J’ai récemment vu la tristesse d’un enfant. « Je suis triste parce que maman m’a appris qu’un de mes amis était mort » me dit, entre deux sanglots, un enfant du caté. « Quel ami ? » « Józef, un SDF que je rencontrais devant Carrefour ».

J’ai aussi entendu une personne de notre tournée de rue raconter son malaise lorsqu’elle rentrait chez elle après les maraudes.

J’ai encore entendu des reproches à propos de la cabane construite devant l’église, dans laquelle s’abrite une personne de la rue que tous connaissent bien ici. Reproches contre la puissance publique qui permet encore que des personnes dorment dans la rue, reproches contre l’Eglise qui ne suscite plus d’abbé Pierre pour mobiliser contre la pauvreté, reproches contre moi qui laisse des personnes de la rue manquer de respect à un lieu saint alors que je pourrais définir des règles du jeu, à propos des déchets, à propos des lieux d’aisance, et même à propos de la vie sexuelle des personnes qui vivent dehors !

J’ai également entendu les réactions de telle ou telle personne aux messages du pape sur les migrants, déplorant que le souci des migrants se fasse au détriment d’une attention à d’autres formes de souffrance, tout aussi lourdes.

Toutes ces questions sont légitimes. Elles nous bousculent de bienheureuses bousculades. Car c’est l’Evangile qui est en question. Et si cette Bonne nouvelle est libération de l’homme, libération du mal, de la souffrance et de la mort, c’est par l’Evangile que nous pourrons nous positionner justement face à ces multiples situations. Tous.

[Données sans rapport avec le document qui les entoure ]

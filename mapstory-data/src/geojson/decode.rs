//! Wire types and conversion for GeoJSON boundary payloads.
//!
//! Only `Polygon` and `MultiPolygon` features carry boundaries. Other
//! geometry types deserialise into [`Geometry::Other`] and are skipped.

use std::collections::HashMap;

use geo::{Coord, LineString, MultiPolygon, Polygon};
use log::debug;
use mapstory_core::{BoundaryDataset, Region};
use serde::Deserialize;
use serde_json::{Map, Value};
use thiserror::Error;

/// Reasons a payload cannot be turned into a [`BoundaryDataset`].
#[derive(Debug, Error)]
pub enum DecodeError {
    /// The body is not JSON or does not have GeoJSON structure.
    #[error("invalid GeoJSON: {0}")]
    Json(#[from] serde_json::Error),
    /// The top-level object is not a feature collection.
    #[error("expected a FeatureCollection, found {found}")]
    NotACollection {
        /// The `type` member that was found.
        found: String,
    },
    /// A position has fewer than two coordinates.
    #[error("feature {feature} has a position with {len} coordinate(s)")]
    ShortPosition {
        /// Zero-based index of the offending feature.
        feature: usize,
        /// Number of coordinates present.
        len: usize,
    },
    /// A polygon has no rings at all.
    #[error("feature {feature} has a polygon without rings")]
    EmptyPolygon {
        /// Zero-based index of the offending feature.
        feature: usize,
    },
    /// Nothing usable remained after skipping non-polygon features.
    #[error("malformed payload, missing expected structure: no polygon features")]
    NoPolygons,
}

#[derive(Debug, Deserialize)]
struct FeatureCollection {
    #[serde(rename = "type")]
    kind: String,
    #[serde(default)]
    features: Vec<Feature>,
}

#[derive(Debug, Deserialize)]
struct Feature {
    #[serde(default)]
    properties: Option<Map<String, Value>>,
    #[serde(default)]
    geometry: Option<Geometry>,
}

type Position = Vec<f64>;
type Ring = Vec<Position>;

#[derive(Debug, Deserialize)]
#[serde(tag = "type")]
enum Geometry {
    Polygon { coordinates: Vec<Ring> },
    MultiPolygon { coordinates: Vec<Vec<Ring>> },
    #[serde(other)]
    Other,
}

/// Decode a GeoJSON `FeatureCollection` into a dataset.
///
/// # Errors
///
/// Returns [`DecodeError`] when the body is not a feature collection, a
/// position is too short, or no polygon feature remains.
///
/// # Examples
///
/// ```
/// use mapstory_data::geojson::decode_feature_collection;
///
/// let body = br#"{"type":"FeatureCollection","features":[
///     {"type":"Feature","properties":{"PROVINCE":3},
///      "geometry":{"type":"Polygon","coordinates":[[[85,27],[86,27],[86,28],[85,27]]]}}
/// ]}"#;
/// let dataset = decode_feature_collection(body)?;
/// assert_eq!(dataset.regions()[0].property("PROVINCE"), Some("3"));
/// # Ok::<(), mapstory_data::geojson::DecodeError>(())
/// ```
pub fn decode_feature_collection(body: &[u8]) -> Result<BoundaryDataset, DecodeError> {
    let collection: FeatureCollection = serde_json::from_slice(body)?;
    if collection.kind != "FeatureCollection" {
        return Err(DecodeError::NotACollection {
            found: collection.kind,
        });
    }

    let total = collection.features.len();
    let mut regions = Vec::with_capacity(total);
    for (index, feature) in collection.features.into_iter().enumerate() {
        if let Some(geometry) = convert_geometry(index, feature.geometry)? {
            regions.push(Region::new(convert_properties(feature.properties), geometry));
        }
    }

    let skipped = total.saturating_sub(regions.len());
    if skipped > 0 {
        debug!("Skipped {skipped} of {total} features without polygon geometry");
    }
    if regions.is_empty() {
        return Err(DecodeError::NoPolygons);
    }
    Ok(BoundaryDataset::new(regions))
}

fn convert_geometry(
    feature: usize,
    geometry: Option<Geometry>,
) -> Result<Option<MultiPolygon<f64>>, DecodeError> {
    let polygons = match geometry {
        Some(Geometry::Polygon { coordinates }) => vec![convert_polygon(feature, coordinates)?],
        Some(Geometry::MultiPolygon { coordinates }) => coordinates
            .into_iter()
            .map(|rings| convert_polygon(feature, rings))
            .collect::<Result<_, _>>()?,
        Some(Geometry::Other) | None => return Ok(None),
    };
    Ok(Some(MultiPolygon::new(polygons)))
}

fn convert_polygon(feature: usize, rings: Vec<Ring>) -> Result<Polygon<f64>, DecodeError> {
    let mut converted = rings
        .into_iter()
        .map(|ring| convert_ring(feature, ring))
        .collect::<Result<Vec<_>, _>>()?
        .into_iter();
    let exterior = converted
        .next()
        .ok_or(DecodeError::EmptyPolygon { feature })?;
    Ok(Polygon::new(exterior, converted.collect()))
}

fn convert_ring(feature: usize, ring: Ring) -> Result<LineString<f64>, DecodeError> {
    ring.into_iter()
        .map(|position| match position.as_slice() {
            [x, y, ..] => Ok(Coord { x: *x, y: *y }),
            short => Err(DecodeError::ShortPosition {
                feature,
                len: short.len(),
            }),
        })
        .collect::<Result<Vec<_>, _>>()
        .map(LineString::new)
}

/// Keep strings verbatim and scalars in JSON text form; drop the rest.
fn convert_properties(properties: Option<Map<String, Value>>) -> HashMap<String, String> {
    properties
        .into_iter()
        .flatten()
        .filter_map(|(key, value)| {
            let text = match value {
                Value::String(text) => text,
                Value::Number(number) => number.to_string(),
                Value::Bool(flag) => flag.to_string(),
                Value::Null | Value::Array(_) | Value::Object(_) => return None,
            };
            Some((key, text))
        })
        .collect()
}

#[cfg(test)]
mod tests {
    use super::*;
    use mapstory_core::{RegionQuery, find_region};
    use rstest::rstest;

    const SQUARE: &str = "[[[85.0,27.0],[86.0,27.0],[86.0,28.0],[85.0,28.0],[85.0,27.0]]]";

    fn collection(features: &[String]) -> Vec<u8> {
        format!(
            r#"{{"type":"FeatureCollection","features":[{}]}}"#,
            features.join(",")
        )
        .into_bytes()
    }

    fn feature(properties: &str, geometry: &str) -> String {
        format!(r#"{{"type":"Feature","properties":{properties},"geometry":{geometry}}}"#)
    }

    fn polygon_feature(properties: &str) -> String {
        feature(
            properties,
            &format!(r#"{{"type":"Polygon","coordinates":{SQUARE}}}"#),
        )
    }

    #[rstest]
    fn decodes_polygons_and_multipolygons() {
        let multi = feature(
            r#"{"NAME":"Two Parts"}"#,
            &format!(r#"{{"type":"MultiPolygon","coordinates":[{SQUARE},{SQUARE}]}}"#),
        );
        let body = collection(&[polygon_feature(r#"{"NAME":"One"}"#), multi]);

        let dataset = decode_feature_collection(&body).expect("valid collection");

        assert_eq!(dataset.len(), 2);
        let sizes: Vec<_> = dataset.iter().map(|r| r.geometry.0.len()).collect();
        assert_eq!(sizes, [1, 2]);
    }

    #[rstest]
    fn keeps_holes_as_interiors() {
        let holed = feature(
            "{}",
            r#"{"type":"Polygon","coordinates":[
                [[0,0],[4,0],[4,4],[0,4],[0,0]],
                [[1,1],[2,1],[2,2],[1,1]]
            ]}"#,
        );
        let dataset = decode_feature_collection(&collection(&[holed])).expect("valid");
        let polygon = dataset.iter().next().and_then(|r| r.geometry.0.first());
        assert_eq!(polygon.map(|p| p.interiors().len()), Some(1));
    }

    #[rstest]
    fn numeric_province_codes_match_aliases() {
        let body = collection(&[polygon_feature(r#"{"PROVINCE":3,"ACTIVE":true}"#)]);
        let dataset = decode_feature_collection(&body).expect("valid");
        let query = RegionQuery::province("bagmati").with_aliases(["3"]);

        let region = find_region(&dataset, &query).expect("alias match");
        assert_eq!(region.property("ACTIVE"), Some("true"));
    }

    #[rstest]
    fn drops_structured_and_null_properties() {
        let body = collection(&[polygon_feature(
            r#"{"NAME":"Kathmandu","extra":{"a":1},"codes":[1,2],"note":null}"#,
        )]);
        let dataset = decode_feature_collection(&body).expect("valid");
        let region = dataset.iter().next().expect("one region");
        assert_eq!(region.properties.len(), 1);
    }

    #[rstest]
    fn skips_non_polygon_features() {
        let point = feature(
            r#"{"NAME":"Kathmandu Durbar"}"#,
            r#"{"type":"Point","coordinates":[85.3,27.7]}"#,
        );
        let nothing = feature(r#"{"NAME":"Unknown"}"#, "null");
        let body = collection(&[point, polygon_feature(r#"{"NAME":"Bagmati"}"#), nothing]);

        let dataset = decode_feature_collection(&body).expect("valid");

        assert_eq!(dataset.len(), 1);
        assert_eq!(dataset.iter().next().and_then(|r| r.property("NAME")), Some("Bagmati"));
    }

    #[rstest]
    #[case::not_json(b"<html>502 Bad Gateway</html>".to_vec())]
    #[case::missing_type(br#"{"features":[]}"#.to_vec())]
    fn rejects_non_json_bodies(#[case] body: Vec<u8>) {
        assert!(matches!(
            decode_feature_collection(&body),
            Err(DecodeError::Json(_))
        ));
    }

    #[rstest]
    fn rejects_other_top_level_types() {
        let body = br#"{"type":"Feature","features":[]}"#;
        assert!(matches!(
            decode_feature_collection(body),
            Err(DecodeError::NotACollection { found }) if found == "Feature"
        ));
    }

    #[rstest]
    #[case::empty(collection(&[]))]
    #[case::points_only(collection(&[feature("{}", r#"{"type":"Point","coordinates":[1,2]}"#)]))]
    fn rejects_collections_without_polygons(#[case] body: Vec<u8>) {
        assert!(matches!(
            decode_feature_collection(&body),
            Err(DecodeError::NoPolygons)
        ));
    }

    #[rstest]
    fn rejects_short_positions() {
        let short = feature(
            "{}",
            r#"{"type":"Polygon","coordinates":[[[85.0,27.0],[86.0],[85.0,27.0]]]}"#,
        );
        assert!(matches!(
            decode_feature_collection(&collection(&[short])),
            Err(DecodeError::ShortPosition { feature: 0, len: 1 })
        ));
    }
}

Pas pour reprocher à notre voisin, notre belle-soeur, nos paroissiens, l’Etat, la ville de Paris, le curé, le pape, qui sais-je encore ?, de ne pas faire ce qu’il faudrait, mais en nous demandant à nous-mêmes, à la lumière de la Parole de Dieu, dans le secret de notre cœur et de notre prière, quoi changer dans nos vies pour illuminer le monde. Il s’agit de nous convertir. A l’orée du Carême, ces bousculades sont vraiment bienheureuses. Elles sont … une grâce.